(Extracted records)
☆ ☆ ☆ ☆ ☆ ☆ ☆
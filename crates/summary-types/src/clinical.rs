//! Categorical fields of the structured summary.

closed_enum! {
    /// Clinical status of an active medical problem.
    pub enum ProblemStatus as "status" {
        Controlled => "Controlled",
        Stable => "Stable",
        Worsening => "Worsening",
        Resolved => "Resolved",
        /// Not enough evidence in the record to judge, or still under evaluation.
        Unknown => "Unknown",
    }
}

impl ProblemStatus {
    /// Statuses retained when the caller asks for critical content only.
    pub fn needs_attention(self) -> bool {
        matches!(self, ProblemStatus::Worsening | ProblemStatus::Unknown)
    }
}

closed_enum! {
    /// Priority of an actionable item.
    ///
    /// Variants are declared from least to most pressing so the derived ordering can rank them.
    pub enum Priority as "priority" {
        Routine => "Routine",
        Important => "Important",
        Urgent => "Urgent",
    }
}

impl Priority {
    /// Position used for ranking; higher is more pressing.
    pub fn rank(self) -> u8 {
        match self {
            Priority::Routine => 0,
            Priority::Important => 1,
            Priority::Urgent => 2,
        }
    }
}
☆ ☆ ☆ ☆ ☆ ☆ ☆
● **Problem requirements**:
When you output the entries, keep every word exactly as it stands.

● **Reply**:
filename crates/summary-types/src/clinical.rs
//! Categorical fields of the structured summary.

closed_enum! {
    /// Clinical status of an active medical problem.
    pub enum ProblemStatus as "status" {
        Controlled => "Controlled",
        Stable => "Stable",
        Worsening => "Worsening",
        Resolved => "Resolved",
        /// Not enough evidence in the record to judge, or still under evaluation.
        Unknown => "Unknown",
    }
}

impl ProblemStatus {
    /// Statuses retained when the caller asks for critical content only.
    pub fn needs_attention(self) -> bool {
        matches!(self, ProblemStatus::Worsening | ProblemStatus::Unknown)
    }
}

closed_enum! {
    /// Priority of an actionable item.
    ///
    /// Variants are declared from least to most pressing so the derived ordering can rank them.
    pub enum Priority as "priority" {
        Routine => "Routine",
        Important => "Important",
        Urgent => "Urgent",
    }
}

impl Priority {
    /// Position used for ranking; higher is more pressing.
    pub fn rank(self) -> u8 {
        match self {
            Priority::Routine => 0,
            Priority::Important => 1,
            Priority::Urgent => 2,
        }
    }
}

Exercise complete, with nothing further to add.